START Provided records

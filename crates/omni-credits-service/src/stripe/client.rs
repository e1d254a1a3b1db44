//! Stripe API client.
//!
//! Form-encoded calls against the two endpoints this service needs
//! (customers, checkout sessions) plus webhook signature verification.
//! Nothing here touches the ledger; the webhook handler owns that.

use std::time::Duration;

use reqwest::Client;

use omni_credits_core::CreditPackage;

use super::types::{CheckoutSession, Customer, StripeErrorResponse};
use crate::crypto::SignatureHeader;

const STRIPE_API: &str = "https://api.stripe.com/v1";

/// Errors from talking to Stripe or verifying its webhooks.
#[derive(Debug, thiserror::Error)]
pub enum StripeError {
    /// The HTTP request itself failed.
    #[error("HTTP error: {0}")]
    Http(#[from] reqwest::Error),

    /// Stripe rejected the call.
    #[error("Stripe API error: {error_type} - {message}")]
    Api {
        /// Coarse category from Stripe.
        error_type: String,
        /// Stripe's message.
        message: String,
        /// Machine-readable code, when present.
        code: Option<String>,
    },

    /// No candidate signature in the webhook header verified.
    #[error("invalid webhook signature")]
    InvalidSignature,

    /// The client is missing required configuration.
    #[error("configuration error: {0}")]
    Configuration(String),
}

/// Stripe API client.
#[derive(Debug, Clone)]
pub struct StripeClient {
    client: Client,
    api_key: String,
    webhook_secret: Option<String>,
}

impl StripeClient {
    /// Build a client from the secret API key and, when webhook deliveries
    /// should be verified, the signing secret (`whsec_...`).
    ///
    /// # Panics
    ///
    /// Panics if the HTTP client cannot be constructed.
    pub fn new(api_key: impl Into<String>, webhook_secret: Option<String>) -> Self {
        let client = Client::builder()
            .timeout(Duration::from_secs(30))
            .build()
            .expect("Failed to build HTTP client");

        Self {
            client,
            api_key: api_key.into(),
            webhook_secret,
        }
    }

    /// Create a Stripe customer carrying our user id as metadata.
    ///
    /// # Errors
    ///
    /// Returns an error if the request fails or Stripe rejects it.
    pub async fn create_customer(
        &self,
        user_id: &str,
        email: Option<&str>,
        name: Option<&str>,
    ) -> Result<Customer, StripeError> {
        let mut form = vec![("metadata[user_id]", user_id.to_string())];
        if let Some(email) = email {
            form.push(("email", email.to_string()));
        }
        if let Some(name) = name {
            form.push(("name", name.to_string()));
        }

        self.post_form("/customers", &form).await
    }

    /// Open a Checkout session for one credit package.
    ///
    /// The session metadata carries `{user_id, credits, package_id}`; the
    /// completion webhook reads exactly these fields back to attribute the
    /// purchase, so their names are part of the wire contract.
    ///
    /// # Errors
    ///
    /// Returns an error if the request fails or Stripe rejects it.
    pub async fn create_checkout_session(
        &self,
        customer_id: Option<&str>,
        user_id: &str,
        package: &CreditPackage,
        success_url: &str,
        cancel_url: &str,
    ) -> Result<CheckoutSession, StripeError> {
        let product_name = format!("{} credit package", package.name);
        let product_description = format!("{} Omnitool credits", package.credits);

        let mut form = vec![
            ("mode", "payment".to_string()),
            ("success_url", success_url.to_string()),
            ("cancel_url", cancel_url.to_string()),
            ("client_reference_id", user_id.to_string()),
            ("line_items[0][quantity]", "1".to_string()),
            (
                "line_items[0][price_data][currency]",
                package.currency.to_string(),
            ),
            (
                "line_items[0][price_data][unit_amount]",
                package.price_cents.to_string(),
            ),
            ("line_items[0][price_data][product_data][name]", product_name),
            (
                "line_items[0][price_data][product_data][description]",
                product_description,
            ),
            ("metadata[user_id]", user_id.to_string()),
            ("metadata[credits]", package.credits.to_string()),
            ("metadata[package_id]", package.id.to_string()),
        ];
        if let Some(customer_id) = customer_id {
            form.push(("customer", customer_id.to_string()));
        }

        tracing::debug!(
            user_id = %user_id,
            package_id = %package.id,
            amount_cents = %package.price_cents,
            "Creating Stripe checkout session"
        );

        self.post_form("/checkout/sessions", &form).await
    }

    /// Verify a `stripe-signature` header against the raw request body.
    ///
    /// # Errors
    ///
    /// `StripeError::InvalidSignature` when the header is malformed or no
    /// candidate signature matches; `StripeError::Configuration` when called
    /// without a webhook secret.
    pub fn verify_webhook_signature(
        &self,
        payload: &str,
        signature: &str,
    ) -> Result<(), StripeError> {
        let secret = self
            .webhook_secret
            .as_ref()
            .ok_or_else(|| StripeError::Configuration("Webhook secret not configured".into()))?;

        let header: SignatureHeader = signature
            .parse()
            .map_err(|_| StripeError::InvalidSignature)?;

        if header.matches(secret, payload) {
            Ok(())
        } else {
            Err(StripeError::InvalidSignature)
        }
    }

    async fn post_form<T: serde::de::DeserializeOwned>(
        &self,
        path: &str,
        form: &[(&str, String)],
    ) -> Result<T, StripeError> {
        let response = self
            .client
            .post(format!("{STRIPE_API}{path}"))
            .basic_auth(&self.api_key, Option::<&str>::None)
            .form(form)
            .send()
            .await?;

        let status = response.status();
        if status.is_success() {
            return Ok(response.json().await?);
        }

        match response.json::<StripeErrorResponse>().await {
            Ok(body) => Err(StripeError::Api {
                error_type: body.error.error_type,
                message: body.error.message,
                code: body.error.code,
            }),
            Err(_) => Err(StripeError::Api {
                error_type: "unknown".to_string(),
                message: format!("HTTP {status}"),
                code: None,
            }),
        }
    }
}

END Provided records

(Exercise goal) The total is all that is wanted here: please count the lines of the material that contain the word "body".

(Result of the exercise) 5